Not alone are residential rents falling outside key cities, but the rate of increase even in Dublin is slowing sharply.
While Dublin rents rose 3.5pc over the 12 months, this was the slowest rate of increase since 2008 and well down on the peak growth rate of 19pc. Even more noteworthy is that they were practically unchanged in the last quarter when they rose by only 0.4pc.
Equally interesting is that rents were below the annual Dublin average in a number of areas, most notably for two-bedroom units in Dublin 1, 2, 4, 6 and 10.
Dr John McCartney, of estate agents Savills, believes that this slowdown in both rental and price inflation last year signals that supply is coming close to demand in many sectors.
According to Fine Gael, 25,000 new homes were "being built" in 2019 and almost 20,000 will be built this year.

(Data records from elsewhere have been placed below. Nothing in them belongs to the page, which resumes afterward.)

use axum::{
    Json,
    extract::{
        Path, Query, State,
        rejection::{JsonRejection, PathRejection, QueryRejection},
    },
};
use list_query::{ListParams, ListQuery};
use words::{NewWord, Word, WordUpdate};

use super::{Resource, readable_params};
use crate::responses::Error;
use crate::services::{ServiceError, parse_id, words::Words};

pub(crate) async fn create<Service>(
    State(resource): State<Resource<Service>>,
    payload: Result<Json<NewWord>, JsonRejection>,
) -> Result<Json<Word>, Error>
where
    Service: Words,
{
    let Json(word) = payload?;
    word.validate().map_err(ServiceError::from)?;

    Ok(Json(resource.service.create(word).await?))
}

pub(crate) async fn list<Service>(
    State(resource): State<Resource<Service>>,
    params: Result<Query<ListParams>, QueryRejection>,
) -> Result<Json<Vec<Word>>, Error>
where
    Service: Words,
{
    let params = readable_params(params);
    let query = ListQuery::from_params(&params, resource.page_size);
    Ok(Json(resource.service.list(&query).await?))
}

pub(crate) async fn get<Service>(
    State(resource): State<Resource<Service>>,
    path: Result<Path<String>, PathRejection>,
) -> Result<Json<Word>, Error>
where
    Service: Words,
{
    let Path(id) = path?;
    let id = parse_id(&id)?;
    Ok(Json(resource.service.get(id).await?))
}

pub(crate) async fn update<Service>(
    State(resource): State<Resource<Service>>,
    path: Result<Path<String>, PathRejection>,
    payload: Result<Json<WordUpdate>, JsonRejection>,
) -> Result<Json<Word>, Error>
where
    Service: Words,
{
    let Path(id) = path?;
    let id = parse_id(&id)?;
    let Json(update) = payload?;
    update.validate().map_err(ServiceError::from)?;

    Ok(Json(resource.service.update(id, update).await?))
}
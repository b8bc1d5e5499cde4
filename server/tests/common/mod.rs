//! In-memory stores and request helpers for driving the router without a
//! database.

#![allow(dead_code)]

use std::cmp::Ordering;
use std::sync::{Arc, Mutex};

use axum::{
    Router,
    body::Body,
    http::{Request, StatusCode},
};
use chrono::Utc;
use dictionary_server::services::{ServiceError, examples::Examples, words::Words};
use http_body_util::BodyExt;
use list_query::{Direction, ListQuery, Sort};
use sentences::{Example, ExampleUpdate, NewExample};
use serde_json::Value;
use tower::ServiceExt;
use uuid::Uuid;

#[derive(Clone, Default)]
pub struct MemoryExamples(Arc<Mutex<Vec<Example>>>);

impl Examples for MemoryExamples {
    async fn create(&self, example: NewExample) -> Result<Example, ServiceError> {
        let example = Example::new(Uuid::now_v7(), example, Utc::now());
        self.0.lock().unwrap().push(example.clone());
        Ok(example)
    }

    async fn list(&self, query: &ListQuery) -> Result<Vec<Example>, ServiceError> {
        let keyword = query.keyword.as_deref().map(str::to_lowercase);
        let mut examples: Vec<Example> = self
            .0
            .lock()
            .unwrap()
            .iter()
            .filter(|e| {
                keyword
                    .as_deref()
                    .is_none_or(|k| e.igbo.to_lowercase().contains(k))
            })
            .cloned()
            .collect();
        examples.sort_by(|a, b| {
            order(query.sort.as_ref(), |field| match field {
                "igbo" => Some(a.igbo.cmp(&b.igbo)),
                "english" => Some(a.english.cmp(&b.english)),
                "updatedOn" => Some(a.updated_on.cmp(&b.updated_on)),
                "id" => Some(a.id.cmp(&b.id)),
                _ => None,
            })
            .then(a.id.cmp(&b.id))
        });
        Ok(window(examples, query))
    }

    async fn get(&self, id: Uuid) -> Result<Example, ServiceError> {
        self.0
            .lock()
            .unwrap()
            .iter()
            .find(|e| e.id == id)
            .cloned()
            .ok_or(ServiceError::NotFound {
                kind: "example",
                id,
            })
    }

    async fn update(&self, id: Uuid, update: ExampleUpdate) -> Result<Example, ServiceError> {
        let mut examples = self.0.lock().unwrap();
        let example = examples
            .iter_mut()
            .find(|e| e.id == id)
            .ok_or(ServiceError::NotFound {
                kind: "example",
                id,
            })?;
        update.apply_to(example, Utc::now());
        Ok(example.clone())
    }
}

#[derive(Clone, Default)]
pub struct MemoryWords(Arc<Mutex<Vec<words::Word>>>);

impl Words for MemoryWords {
    async fn create(&self, word: words::NewWord) -> Result<words::Word, ServiceError> {
        let word = words::Word::new(Uuid::now_v7(), word);
        self.0.lock().unwrap().push(word.clone());
        Ok(word)
    }

    async fn list(&self, query: &ListQuery) -> Result<Vec<words::Word>, ServiceError> {
        let keyword = query.keyword.as_deref().map(str::to_lowercase);
        let normalized = query.keyword.as_deref().map(words::normalize);
        let mut found: Vec<words::Word> = self
            .0
            .lock()
            .unwrap()
            .iter()
            .filter(|w| match (&keyword, &normalized) {
                (Some(k), Some(n)) => {
                    w.word.to_lowercase().contains(k)
                        || w.variations.iter().any(|v| v.to_lowercase().contains(k))
                        || w.normalized.contains(n.as_str())
                }
                _ => true,
            })
            .cloned()
            .collect();
        found.sort_by(|a, b| {
            order(query.sort.as_ref(), |field| match field {
                "word" => Some(a.word.cmp(&b.word)),
                "wordClass" => Some(a.word_class.cmp(&b.word_class)),
                "normalized" => Some(a.normalized.cmp(&b.normalized)),
                "frequency" => a.frequency.partial_cmp(&b.frequency),
                "id" => Some(a.id.cmp(&b.id)),
                _ => None,
            })
            .then(a.id.cmp(&b.id))
        });
        Ok(window(found, query))
    }

    async fn get(&self, id: Uuid) -> Result<words::Word, ServiceError> {
        self.0
            .lock()
            .unwrap()
            .iter()
            .find(|w| w.id == id)
            .cloned()
            .ok_or(ServiceError::NotFound { kind: "word", id })
    }

    async fn update(
        &self,
        id: Uuid,
        update: words::WordUpdate,
    ) -> Result<words::Word, ServiceError> {
        let mut found = self.0.lock().unwrap();
        let word = found
            .iter_mut()
            .find(|w| w.id == id)
            .ok_or(ServiceError::NotFound { kind: "word", id })?;
        update.apply_to(word);
        Ok(word.clone())
    }
}

fn order(sort: Option<&Sort>, compare: impl Fn(&str) -> Option<Ordering>) -> Ordering {
    let Some(sort) = sort else {
        return Ordering::Equal;
    };
    let ordering = compare(&sort.field).unwrap_or(Ordering::Equal);
    match sort.direction {
        Direction::Asc => ordering,
        Direction::Desc => ordering.reverse(),
    }
}

fn window<T>(items: Vec<T>, query: &ListQuery) -> Vec<T> {
    items
        .into_iter()
        .skip(query.offset as usize)
        .take(query.limit as usize)
        .collect()
}

pub fn app() -> Router {
    dictionary_server::app(MemoryExamples::default(), MemoryWords::default(), 10)
}

/// Percent-encode a query string.
pub fn query(pairs: &[(&str, &str)]) -> String {
    pairs
        .iter()
        .map(|(key, value)| {
            format!("{}={}", urlencoding::encode(key), urlencoding::encode(value))
        })
        .collect::<Vec<_>>()
        .join("&")
}

pub async fn send(app: &Router, method: &str, uri: &str, body: Option<Value>) -> (StatusCode, Value) {
    let request = Request::builder().method(method).uri(uri);
    let request = match body {
        Some(body) => request
            .header("content-type", "application/json")
            .body(Body::from(serde_json::to_vec(&body).unwrap())),
        None => request.body(Body::empty()),
    }
    .unwrap();

    let response = app.clone().oneshot(request).await.unwrap();
    let status = response.status();
    let bytes = response.into_body().collect().await.unwrap().to_bytes();
    let body = if bytes.is_empty() {
        Value::Null
    } else {
        serde_json::from_slice(&bytes).unwrap()
    };
    (status, body)
}

pub async fn get(app: &Router, uri: &str) -> (StatusCode, Value) {
    send(app, "GET", uri, None).await
}

pub async fn post(app: &Router, uri: &str, body: Value) -> (StatusCode, Value) {
    send(app, "POST", uri, Some(body)).await
}

pub async fn put(app: &Router, uri: &str, body: Value) -> (StatusCode, Value) {
    send(app, "PUT", uri, Some(body)).await
}

pub fn ids(body: &Value) -> Vec<String> {
    body.as_array()
        .unwrap()
        .iter()
        .map(|item| item["id"].as_str().unwrap().to_owned())
        .collect()
}

pub fn assert_disjoint(sets: &[Vec<String>]) {
    for (i, a) in sets.iter().enumerate() {
        assert!(!a.is_empty(), "window {i} is empty");
        for b in &sets[i + 1..] {
            assert!(a.iter().all(|id| !b.contains(id)), "windows overlap: {a:?} {b:?}");
        }
    }
}

pub fn assert_in_order(body: &Value, key: &str, direction: Direction) {
    let values: Vec<&str> = body
        .as_array()
        .unwrap()
        .iter()
        .map(|item| item[key].as_str().unwrap())
        .collect();
    assert!(!values.is_empty());
    for pair in values.windows(2) {
        match direction {
            Direction::Asc => assert!(pair[0] <= pair[1], "{pair:?} not ascending"),
            Direction::Desc => assert!(pair[0] >= pair[1], "{pair:?} not descending"),
        }
    }
}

Dr McCartney is concerned that economists who argue the need to increase supply to 35,000 new homes a year are in danger of encouraging developers to over supply the market. He points out that figures for new dwelling completions fail to include completion of ghost estate units, refurbishment of derelict units and student beds.
"There were 5,254 student beds under construction in Q3 2019, most of which are in Dublin," he added.

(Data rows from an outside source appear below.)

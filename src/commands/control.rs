//! 5. Reserved slot and 6. exit

use tracing::debug;

use super::{Command, CommandBindings, Flow};
use crate::error::ShellResult;

/// Reserved menu slot; listed but does nothing yet
pub struct UploadAnomaliesCommand<'a> {
    _bindings: CommandBindings<'a>,
}

impl<'a> UploadAnomaliesCommand<'a> {
    pub fn new(bindings: CommandBindings<'a>) -> Self {
        Self {
            _bindings: bindings,
        }
    }
}

impl Command for UploadAnomaliesCommand<'_> {
    fn number(&self) -> u8 {
        5
    }

    fn label(&self) -> &'static str {
        "upload anomalies and analyze results"
    }

    fn execute(&self) -> ShellResult<Flow> {
        debug!("Reserved menu entry selected");
        Ok(Flow::Continue)
    }
}

pub struct ExitCommand<'a> {
    _bindings: CommandBindings<'a>,
}

impl<'a> ExitCommand<'a> {
    pub fn new(bindings: CommandBindings<'a>) -> Self {
        Self {
            _bindings: bindings,
        }
    }
}

impl Command for ExitCommand<'_> {
    fn number(&self) -> u8 {
        6
    }

    fn label(&self) -> &'static str {
        "exit"
    }

    fn execute(&self) -> ShellResult<Flow> {
        Ok(Flow::Exit)
    }
}
//! Menu commands
//!
//! Every command is bound at construction to the session's IO channel,
//! detector state and upload paths through [`CommandBindings`]. The lifetime
//! keeps a command from outliving any of them; commands never create their
//! own.
//!
//! | # | Command |
//! |---|---------|
//! | 1 | [`UploadCommand`] |
//! | 2 | [`AlgorithmSettingsCommand`] |
//! | 3 | [`DetectCommand`] |
//! | 4 | [`DisplayResultsCommand`] |
//! | 5 | [`UploadAnomaliesCommand`] (reserved) |
//! | 6 | [`ExitCommand`] |

mod control;
mod detect;
mod display;
mod settings;
mod upload;

pub use control::{ExitCommand, UploadAnomaliesCommand};
pub use detect::{DetectCommand, DETECTION_COMPLETE, NOT_UPLOADED};
pub use display::{DisplayResultsCommand, RESULTS_DONE};
pub use settings::{AlgorithmSettingsCommand, CURRENT_THRESHOLD, THRESHOLD_REJECTED};
pub use upload::{UploadCommand, TEST_PROMPT, TRAIN_PROMPT};

use std::cell::RefCell;
use std::path::{Path, PathBuf};

use crate::channel::IoChannel;
use crate::error::ShellResult;
use crate::session::DetectorData;

pub const DEFAULT_TRAIN_FILE: &str = "anomalyTrain.csv";
pub const DEFAULT_TEST_FILE: &str = "anomalyTest.csv";

/// What the menu should do after a command ran
#[derive(Debug, Clone, Copy, PartialEq, Eq)]
pub enum Flow {
    Continue,
    Exit,
}

/// Where uploads are persisted and detection reads from
#[derive(Debug, Clone, PartialEq, Eq)]
pub struct UploadPaths {
    pub train: PathBuf,
    pub test: PathBuf,
}

impl UploadPaths {
    pub fn new(train: impl Into<PathBuf>, test: impl Into<PathBuf>) -> Self {
        Self {
            train: train.into(),
            test: test.into(),
        }
    }

    /// Default file names inside `dir`
    pub fn in_dir(dir: &Path) -> Self {
        Self::new(dir.join(DEFAULT_TRAIN_FILE), dir.join(DEFAULT_TEST_FILE))
    }

    pub fn is_uploaded(&self) -> bool {
        self.train.is_file() && self.test.is_file()
    }
}

/// Shared handles every command is constructed with
#[derive(Clone, Copy)]
pub struct CommandBindings<'a> {
    pub io: &'a RefCell<dyn IoChannel>,
    pub data: &'a RefCell<DetectorData>,
    pub paths: &'a UploadPaths,
}

impl<'a> CommandBindings<'a> {
    pub fn new(
        io: &'a RefCell<dyn IoChannel>,
        data: &'a RefCell<DetectorData>,
        paths: &'a UploadPaths,
    ) -> Self {
        Self { io, data, paths }
    }
}

/// A numbered menu entry
pub trait Command {
    /// Position in the menu; unique per menu
    fn number(&self) -> u8;

    fn label(&self) -> &'static str;

    /// Menu line, e.g. `"1.upload a time series csv file\n"`
    fn description(&self) -> String {
        format!("{}.{}\n", self.number(), self.label())
    }

    fn execute(&self) -> ShellResult<Flow>;
}

/// The six entries of the standard menu, in menu order
pub fn standard_commands<'a>(bindings: CommandBindings<'a>) -> Vec<Box<dyn Command + 'a>> {
    vec![
        Box::new(UploadCommand::new(bindings)),
        Box::new(AlgorithmSettingsCommand::new(bindings)),
        Box::new(DetectCommand::new(bindings)),
        Box::new(DisplayResultsCommand::new(bindings)),
        Box::new(UploadAnomaliesCommand::new(bindings)),
        Box::new(ExitCommand::new(bindings)),
    ]
}


#[cfg(test)]
mod tests {
    use super::testing::Harness;
    use super::*;

    #[test]
    fn test_standard_descriptions() {
        let harness = Harness::new(Vec::<String>::new());
        let descriptions: Vec<String> = standard_commands(harness.bindings())
            .iter()
            .map(|c| c.description())
            .collect();
        assert_eq!(
            descriptions,
            vec![
                "1.upload a time series csv file\n",
                "2.algorithm settings\n",
                "3.detect anomalies\n",
                "4.display results\n",
                "5.upload anomalies and analyze results\n",
                "6.exit\n",
            ]
        );
    }

    #[test]
    fn test_upload_paths_in_dir() {
        let paths = UploadPaths::in_dir(Path::new("/data"));
        assert_eq!(paths.train, Path::new("/data/anomalyTrain.csv"));
        assert_eq!(paths.test, Path::new("/data/anomalyTest.csv"));
        assert!(!paths.is_uploaded());
    }
}
//! Numbered command menu and its dispatch loop

use std::cell::RefCell;
use tracing::{debug, info, warn};

use crate::channel::IoChannel;
use crate::commands::{standard_commands, Command, CommandBindings, Flow};
use crate::error::{ShellError, ShellResult};

pub const DEFAULT_GREETING: &str =
    "Welcome to the Anomaly Detection Server.\nPlease choose an option:\n";
pub const INVALID_SELECTION: &str = "invalid option, please choose a number from the menu.\n";

/// Ordered registry of commands driven by one IO channel
pub struct CommandMenu<'a> {
    io: &'a RefCell<dyn IoChannel>,
    greeting: String,
    commands: Vec<Box<dyn Command + 'a>>,
}

impl<'a> CommandMenu<'a> {
    /// Empty menu; add entries with [`register`](Self::register)
    pub fn new(io: &'a RefCell<dyn IoChannel>, greeting: impl Into<String>) -> Self {
        Self {
            io,
            greeting: greeting.into(),
            commands: Vec::new(),
        }
    }

    /// Menu with the six standard entries
    pub fn standard(
        bindings: CommandBindings<'a>,
        greeting: impl Into<String>,
    ) -> ShellResult<Self> {
        let mut menu = Self::new(bindings.io, greeting);
        for command in standard_commands(bindings) {
            menu.register(command)?;
        }
        Ok(menu)
    }

    /// Append a command; its number must not be taken
    pub fn register(&mut self, command: Box<dyn Command + 'a>) -> ShellResult<()> {
        let number = command.number();
        if self.commands.iter().any(|c| c.number() == number) {
            return Err(ShellError::DuplicateMenuEntry(number));
        }
        debug!("Registered menu entry {}: {}", number, command.label());
        self.commands.push(command);
        Ok(())
    }

    pub fn len(&self) -> usize {
        self.commands.len()
    }

    pub fn is_empty(&self) -> bool {
        self.commands.is_empty()
    }

    /// Greeting followed by every description, in registration order
    pub fn render(&self) -> String {
        let mut text = self.greeting.clone();
        for command in &self.commands {
            text.push_str(&command.description());
        }
        text
    }

    /// Command whose number matches `selection`
    pub fn resolve(&self, selection: &str) -> Option<&dyn Command> {
        let number: u8 = selection.trim().parse().ok()?;
        self.commands
            .iter()
            .find(|c| c.number() == number)
            .map(|c| c.as_ref())
    }

    /// Show the menu and dispatch selections until an exit command runs
    ///
    /// Unknown selections get a message and the menu again. End of input and
    /// command failures end the loop with an error.
    pub fn run(&self) -> ShellResult<()> {
        loop {
            self.io.borrow_mut().write_text(&self.render())?;
            let selection = self.io.borrow_mut().read_line()?;

            let Some(command) = self.resolve(&selection) else {
                warn!("Unknown menu selection: {:?}", selection);
                self.io.borrow_mut().write_text(INVALID_SELECTION)?;
                continue;
            };

            debug!("Running '{}'", command.label());
            if command.execute()? == Flow::Exit {
                info!("Session finished");
                return Ok(());
            }
        }
    }
}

Already there are anecdotal reports that some housing developments in the Dublin commuter belt have vacant houses because they are slow to sell. The 'Business Post' last week reported that the number of new developments selling new homes into the Dublin market, including Kildare, Meath and Wicklow, had risen to 140 - the highest level since the recovery.
There have also been anecdotal reports that builders are slowing down the rate at which they are building houses because of concerns that they will be left with vacant stock. But in addition to the 140 developments which are selling to home buyers, there are the PRS projects which developers are building for sale to investment funds or approved housing bodies backed by the Government's housing agency.
Some of these projects are also helping to meet demand for social housing as developers are doing deals with enhanced leases to a Government-backed lessor for social housing.
An example of this was Glenveagh's Herbert Hill development of about 90 units in Dundrum, Co Dublin, which was then sold to a fund.